#### [Exercise inputs]
--
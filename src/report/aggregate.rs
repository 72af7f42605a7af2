use anyhow::Result;
use chrono::{DateTime, Duration, Utc};
use futures::stream::{BoxStream, StreamExt};
use std::collections::{BTreeMap, HashMap};
use tracing::{debug, info};

use crate::error::ReportError;
use crate::github::{Directory, PullRequest, RepoRef, Team};
use crate::report::duration::sum_durations;
use crate::report::filter::TeamFilter;

/// Log progress every this many PRs
const PROGRESS_INTERVAL: usize = 10;

/// A league table row before formatting
#[derive(Debug, Clone, PartialEq, Eq)]
pub struct LeagueRow<'a> {
    pub team: &'a str,
    pub count: usize,
    pub duration: Duration,
}

/// Per-team and per-repo view over every open PR of one run
///
/// PRs are stored once; team and repo lists hold indices into that storage, in the
/// order the PRs were added. A PR whose repository has several owner teams is
/// credited to each of them.
pub struct Aggregator {
    now: DateTime<Utc>,
    filter: TeamFilter,
    teams: BTreeMap<String, Team>,
    prs: Vec<PullRequest>,
    repo_owners: HashMap<String, Vec<String>>,
    team_repos: HashMap<String, Vec<String>>,
    team_prs: BTreeMap<String, Vec<usize>>,
    repo_prs: HashMap<String, Vec<usize>>,
    pr_durations: HashMap<u64, Duration>,
    team_durations: HashMap<String, Duration>,
    team_counts: HashMap<String, usize>,
    repo_durations: HashMap<String, Duration>,
}

impl Aggregator {
    /// `now` is the single snapshot every open duration is measured against
    pub fn new(now: DateTime<Utc>, filter: TeamFilter) -> Self {
        Self {
            now,
            filter,
            teams: BTreeMap::new(),
            prs: Vec::new(),
            repo_owners: HashMap::new(),
            team_repos: HashMap::new(),
            team_prs: BTreeMap::new(),
            repo_prs: HashMap::new(),
            pr_durations: HashMap::new(),
            team_durations: HashMap::new(),
            team_counts: HashMap::new(),
            repo_durations: HashMap::new(),
        }
    }

    pub fn now(&self) -> DateTime<Utc> {
        self.now
    }

    /// Load the organization's teams, keeping those the filter accepts
    pub async fn fetch_teams<D: Directory>(&mut self, directory: &D) -> Result<()> {
        info!("Fetching teams...");
        self.teams = directory
            .teams()
            .await?
            .into_iter()
            .filter(|team| self.filter.includes(&team.name))
            .map(|team| (team.name.clone(), team))
            .collect();
        info!("Found {} teams.", self.teams.len());
        Ok(())
    }

    /// Register a repository and its admin teams; no-op if already known
    pub async fn add_repo<D: Directory>(&mut self, directory: &D, repo: &RepoRef) -> Result<()> {
        if self.repo_owners.contains_key(&repo.name) {
            return Ok(());
        }

        // Normally a single owner, but repos moving between teams report to all of them
        let owners: Vec<String> = directory
            .repo_teams(repo)
            .await?
            .into_iter()
            .filter(Team::is_admin)
            .map(|team| team.name)
            .collect();
        debug!("Repository {} owned by {:?}", repo, owners);

        for owner in &owners {
            self.team_repos
                .entry(owner.clone())
                .or_default()
                .push(repo.name.clone());
        }
        self.repo_owners.insert(repo.name.clone(), owners);
        Ok(())
    }

    /// Credit a PR to its repository and every owner team
    pub fn add_pr(&mut self, pr: PullRequest) -> Result<(), ReportError> {
        let owners = self
            .repo_owners
            .get(&pr.repo.name)
            .ok_or_else(|| ReportError::UnknownRepository(pr.repo.to_string()))?;

        let index = self.prs.len();
        for owner in owners {
            self.team_prs.entry(owner.clone()).or_default().push(index);
        }
        self.repo_prs
            .entry(pr.repo.name.clone())
            .or_default()
            .push(index);
        self.pr_durations.insert(pr.id, pr.open_duration(self.now));
        self.prs.push(pr);
        Ok(())
    }

    /// Consume a PR stream in a single pass, returning how many PRs were added
    pub async fn ingest<D: Directory>(
        &mut self,
        directory: &D,
        mut prs: BoxStream<'_, Result<PullRequest>>,
    ) -> Result<usize> {
        let mut processed = 0;
        while let Some(pr) = prs.next().await {
            let pr = pr?;
            self.add_repo(directory, &pr.repo).await?;
            self.add_pr(pr)?;
            if processed != 0 && processed % PROGRESS_INTERVAL == 0 {
                info!("Processed {} PRs.", processed);
            }
            processed += 1;
        }
        Ok(processed)
    }

    /// Total duration and PR count for every team owning at least one PR
    pub fn populate_team_durations_and_counts(&mut self) -> Result<(), ReportError> {
        for (team, repos) in &self.team_repos {
            let repos_with_prs: Vec<&Vec<usize>> = repos
                .iter()
                .filter_map(|repo| self.repo_prs.get(repo))
                .collect();
            if repos_with_prs.is_empty() {
                continue;
            }

            let repo_totals = repos_with_prs
                .iter()
                .map(|indices| sum_durations(indices.iter().map(|&i| self.duration_at(i))))
                .collect::<Result<Vec<_>, _>>()?;
            let count = repos_with_prs.iter().map(|indices| indices.len()).sum();

            self.team_durations
                .insert(team.clone(), sum_durations(repo_totals)?);
            self.team_counts.insert(team.clone(), count);
        }
        Ok(())
    }

    /// Total duration for every repository with PRs
    pub fn populate_repo_durations(&mut self) -> Result<(), ReportError> {
        for (repo, indices) in &self.repo_prs {
            let total = sum_durations(indices.iter().map(|&i| self.duration_at(i)))?;
            self.repo_durations.insert(repo.clone(), total);
        }
        Ok(())
    }

    fn duration_at(&self, index: usize) -> Duration {
        self.pr_durations
            .get(&self.prs[index].id)
            .copied()
            .unwrap_or_else(Duration::zero)
    }

    /// Teams that passed the filter, by name
    pub fn teams(&self) -> &BTreeMap<String, Team> {
        &self.teams
    }

    pub fn owners(&self, repo: &str) -> Option<&[String]> {
        self.repo_owners.get(repo).map(Vec::as_slice)
    }

    pub fn team_repos(&self, team: &str) -> &[String] {
        self.team_repos.get(team).map(Vec::as_slice).unwrap_or_default()
    }

    pub fn team_prs(&self, team: &str) -> Vec<&PullRequest> {
        self.resolve(self.team_prs.get(team))
    }

    pub fn repo_prs(&self, repo: &str) -> Vec<&PullRequest> {
        self.resolve(self.repo_prs.get(repo))
    }

    fn resolve(&self, indices: Option<&Vec<usize>>) -> Vec<&PullRequest> {
        indices
            .map(|indices| indices.iter().map(|&i| &self.prs[i]).collect())
            .unwrap_or_default()
    }

    pub fn pr_duration(&self, id: u64) -> Option<Duration> {
        self.pr_durations.get(&id).copied()
    }

    pub fn team_duration(&self, team: &str) -> Option<Duration> {
        self.team_durations.get(team).copied()
    }

    pub fn team_count(&self, team: &str) -> Option<usize> {
        self.team_counts.get(team).copied()
    }

    pub fn repo_duration(&self, repo: &str) -> Option<Duration> {
        self.repo_durations.get(repo).copied()
    }

    /// One row per eligible team, shortest total open duration first
    ///
    /// Teams without PRs count as zero. Ties keep team name order.
    pub fn league_rows(&self) -> Vec<LeagueRow<'_>> {
        let mut rows: Vec<LeagueRow> = self
            .teams
            .keys()
            .map(|team| LeagueRow {
                team,
                count: self.team_count(team).unwrap_or(0),
                duration: self.team_duration(team).unwrap_or_else(Duration::zero),
            })
            .collect();
        // Stable sort over name-ordered teams: ties stay in byte order of the name
        rows.sort_by_key(|row| row.duration);
        rows
    }

    /// Every team owning at least one PR, by name, with its PRs in encounter order
    ///
    /// Owner teams are not filtered, so this can include teams missing from the
    /// league table.
    pub fn team_breakdown(&self) -> Vec<(&str, Vec<&PullRequest>)> {
        self.team_prs
            .iter()
            .map(|(team, indices)| (team.as_str(), self.resolve(Some(indices))))
            .collect()
    }
}
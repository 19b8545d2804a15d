//! Palindrome checking engine for palcheck
//!
//! - [`digits`]: digit reversal by repeated truncating division, in any supported width
//! - [`input`]: reading and parsing the single integer token from a reader
//! - [`checker`]: [`PalindromeChecker`], the prompt/read/compare/report run
//! - [`report`]: the result record and the fixed output messages

pub mod checker;
pub mod digits;
pub mod input;
pub mod report;

pub use checker::{OutputMode, PalindromeChecker, check_value};
pub use report::CheckReport;
//! JSON canonicalization for machine-readable output
//!
//! palcheck emits JSON in JCS (RFC 8785) canonical form so that output is
//! byte-for-byte stable across runs and platforms.

use anyhow::{Context, Result};
use serde::Serialize;

/// Emit `value` as a JCS canonical JSON string.
///
/// Keys are sorted and whitespace is removed.
pub fn emit_jcs<T: Serialize>(value: &T) -> Result<String> {
    let json_value =
        serde_json::to_value(value).with_context(|| "Failed to serialize value to JSON")?;
    let json_bytes = serde_json_canonicalizer::to_vec(&json_value)
        .with_context(|| "Failed to canonicalize JSON using JCS")?;
    String::from_utf8(json_bytes).with_context(|| "JCS output contained invalid UTF-8")
}
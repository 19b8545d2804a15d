//! Shared value types for palcheck
//!
//! These enums are used by the configuration layer, the engine, and the CLI,
//! so their string forms (`i32`, `widen`, `cli`, ...) are shared between TOML
//! files, command-line flags, and JSON output.

use serde::{Deserialize, Serialize};
use strum::{Display, EnumString, VariantNames};

/// Width of the signed integer the input is parsed into and reversed in.
#[derive(
    Debug,
    Clone,
    Copy,
    PartialEq,
    Eq,
    Default,
    Serialize,
    Deserialize,
    Display,
    EnumString,
    VariantNames,
)]
#[serde(rename_all = "lowercase")]
#[strum(serialize_all = "lowercase")]
pub enum IntWidth {
    I16,
    #[default]
    I32,
    I64,
}

impl IntWidth {
    /// Smallest representable value, widened to `i128`.
    #[must_use]
    pub const fn min_value(self) -> i128 {
        match self {
            Self::I16 => i16::MIN as i128,
            Self::I32 => i32::MIN as i128,
            Self::I64 => i64::MIN as i128,
        }
    }

    /// Largest representable value, widened to `i128`.
    #[must_use]
    pub const fn max_value(self) -> i128 {
        match self {
            Self::I16 => i16::MAX as i128,
            Self::I32 => i32::MAX as i128,
            Self::I64 => i64::MAX as i128,
        }
    }

    /// Whether `value` fits in this width.
    #[must_use]
    pub const fn contains(self, value: i128) -> bool {
        value >= self.min_value() && value <= self.max_value()
    }
}

/// What to do when the digit reversal does not fit the selected width.
#[derive(
    Debug,
    Clone,
    Copy,
    PartialEq,
    Eq,
    Default,
    Serialize,
    Deserialize,
    Display,
    EnumString,
    VariantNames,
)]
#[serde(rename_all = "lowercase")]
#[strum(serialize_all = "lowercase")]
pub enum OverflowPolicy {
    /// Accumulate in `i128` so the reversal is always exact.
    #[default]
    Widen,
    /// Two's-complement wraparound in the selected width.
    Wrap,
    /// Report an `OverflowError`.
    Error,
}

/// Where an effective configuration value came from.
#[derive(Debug, Clone, Serialize, Deserialize, PartialEq, Eq)]
#[serde(rename_all = "lowercase")]
pub enum ConfigSource {
    /// Value provided via CLI argument (highest precedence).
    Cli,
    /// Value loaded from a configuration file.
    Config,
    /// Value read from an environment variable.
    Env,
    /// Built-in default value (lowest precedence).
    Default,
}

impl ConfigSource {
    /// Stable label used in `--print-config` output.
    #[must_use]
    pub const fn label(&self) -> &'static str {
        match self {
            Self::Cli => "cli",
            Self::Config => "config",
            Self::Env => "env",
            Self::Default => "default",
        }
    }
}

/// Error kinds reported in JSON error output
#[derive(Debug, Clone, Copy, Serialize, Deserialize, PartialEq, Eq)]
#[serde(rename_all = "snake_case")]
pub enum ErrorKind {
    CliArgs,
    Parse,
    Overflow,
    Internal,
}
--
#### [Problem statement]
Return every line from the entries above that contains the word "resolve".

#### [Response to the task]
        self.resolve(self.team_prs.get(team))
        self.resolve(self.repo_prs.get(repo))
    fn resolve(&self, indices: Option<&Vec<usize>>) -> Vec<&PullRequest> {
            .map(|(team, indices)| (team.as_str(), self.resolve(Some(indices))))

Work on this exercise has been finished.